Maher Zain : le défenseur de l’Islam par le chant

Les Sénégalais ont découvert cette belle voix ces dernières années à la faveur du mois de ramadan. Tout au long du mois sacré, sa musique passe en boucle sur presque toutes les chaines de télévision du pays. Si ce n’est pas un spot publicitaire qui l’utilise comme fond sonore, Maher Zain prête sa voix aux génériques des sketchs servis aux téléspectateurs pendant le ramadan. Rien que pour ça, les Sénégalais doivent connaitre ce chanteur hors-pair qui affiche fièrement son « islamité » dans un monde de plus en plus hostile à une religion pourtant loin d’être recroquevillée sur elle-même.
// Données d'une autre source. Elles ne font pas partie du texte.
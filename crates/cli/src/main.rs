use std::sync::Arc;
use std::thread;
use std::time::Duration;

use clap::Parser;
use playout::clock::MonotonicClock;
use playout::{AccessUnit, PipelineConfig, TickResult, TrackKind, TrackPipeline};
use rand::RngExt;

#[derive(Parser)]
#[command(
    name = "playout-sim",
    about = "Feeds a synthetic stream through the playout timing core"
)]
struct Args {
    /// Frame rate of the synthetic stream
    #[arg(long, default_value_t = 30)]
    fps: u32,

    /// Number of frames to generate
    #[arg(long, default_value_t = 120)]
    frames: u32,

    /// Maximum random timestamp jitter in microseconds
    #[arg(long, default_value_t = 0)]
    jitter_us: i64,

    /// Probability of swapping adjacent frames into decode order
    #[arg(long, default_value_t = 0.0)]
    reorder: f64,

    /// Duration inference window length
    #[arg(long, default_value_t = 10)]
    window: usize,

    /// Hand samples over as soon as they are ready, without pacing
    #[arg(long)]
    demux_only: bool,

    /// Immediate-release pacing instead of scheduled release times
    #[arg(long)]
    immediate: bool,
}

fn main() {
    tracing_subscriber::fmt::init();

    let args = Args::parse();

    let mut config = PipelineConfig::new(TrackKind::Video);
    config.inference.window_len = args.window;
    config.pacing.use_scheduled_release = !args.immediate;
    config.demux_only = args.demux_only;

    let pipeline = match TrackPipeline::new(config) {
        Ok(pipeline) => Arc::new(pipeline),
        Err(e) => {
            eprintln!("Failed to build pipeline: {}", e);
            return;
        }
    };
    let signal = pipeline.ready_signal();

    let interval_us = 1_000_000 / i64::from(args.fps.max(1));
    println!(
        "Simulating {} frames at {} fps (jitter {}us, reorder {})",
        args.frames, args.fps, args.jitter_us, args.reorder
    );

    let producer = {
        let pipeline = Arc::clone(&pipeline);
        let (frames, jitter_us, reorder) = (args.frames, args.jitter_us, args.reorder);
        thread::spawn(move || produce(&pipeline, frames, interval_us, jitter_us, reorder))
    };

    // Render loop. Playback position stays at zero until the first frame
    // goes out, then advances in real time anchored to that frame.
    let clock = MonotonicClock::new();
    let mut origin_us: Option<i64> = None;
    loop {
        let position_us = origin_us.map_or(0, |origin| clock.now_us() - origin);
        match pipeline.tick(&clock.state(position_us)) {
            TickResult::Render(sample) => {
                if origin_us.is_none() {
                    origin_us = Some(clock.now_us() - sample.pts_us());
                }
            }
            TickResult::RenderAt {
                release_time_ns,
                sample,
            } => {
                if origin_us.is_none() {
                    origin_us = Some(clock.now_us() - sample.pts_us());
                }
                // Stand in for a display sink that honors the deadline.
                let wait_ns = release_time_ns - clock.now_ns();
                if wait_ns > 0 {
                    thread::sleep(Duration::from_nanos(wait_ns as u64));
                }
            }
            TickResult::Dropped(sample) => {
                eprintln!("Dropped late frame at {}us", sample.pts_us());
            }
            TickResult::NotReady => thread::sleep(Duration::from_millis(2)),
            TickResult::Empty => {
                signal.wait_timeout(Duration::from_millis(50));
            }
            TickResult::Ended => break,
        }
    }

    producer.join().expect("producer thread");
    println!("Done: {}", pipeline.stats());
}

/// Generate the synthetic stream and feed it at twice realtime.
fn produce(pipeline: &TrackPipeline, frames: u32, interval_us: i64, jitter_us: i64, reorder: f64) {
    let mut rng = rand::rng();

    let mut timestamps: Vec<i64> = (0..i64::from(frames)).map(|i| i * interval_us).collect();
    if jitter_us > 0 {
        for pts in &mut timestamps {
            *pts = (*pts + rng.random_range(-jitter_us..=jitter_us)).max(0);
        }
    }
    if reorder > 0.0 {
        let mut i = 1;
        while i < timestamps.len() {
            if rng.random_range(0.0..1.0) < reorder {
                timestamps.swap(i - 1, i);
                i += 2;
            } else {
                i += 1;
            }
        }
    }

    let pace = Duration::from_micros((interval_us / 2).max(1) as u64);
    for (i, &pts) in timestamps.iter().enumerate() {
        let mut unit = AccessUnit::new(pts, vec![0u8; 1024]);
        if i % 30 == 0 {
            unit = unit.with_key_frame();
        }
        if let Err(e) = pipeline.ingest(unit) {
            eprintln!("Skipping frame at {}us: {}", pts, e);
        }
        thread::sleep(pace);
    }
    if let Err(e) = pipeline.ingest(AccessUnit::end_of_stream()) {
        eprintln!("Failed to end stream: {}", e);
    }
}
En 1981, il fait sa première entrée sur la scène du monde à Tripoli, au Liban. Pays qu’il a quitté en 1989 pour des raisons de sécurité. Avec ses parents, ils sont accueillis par la Suède. Grand fan de la musique américaine, il sera particulièrement influencé par le britannique Cat Stevens, d’autant plus que ce dernier finira par embrasser la religion musulmane. Alliant musique et études, Maher Zain parvient en 2006 à s’imposer dans l’industrie musicale américaine aux cotés de grands artistes à l’image du sénégalais Alioune Badara Thiam alias Akon. C’est là qu’il a rencontré son producteur Marocain. Mais il ne sera vraiment connu qu’à partir de 2009, année de sortie de son album « Thank you Allah ». Opus dont sont issus tous les tubes dont raffole le public sénégalais. Une admiratrice d’un âge très avancé révélait à Taib Socé qu’elle ne peut retenir ses larmes en écoutant le titre « Assalamou Alayka ». Comme quoi, le chanteur suédois d’origine libanaise a su transcender les frontières pour pénétrer les cœurs des croyants.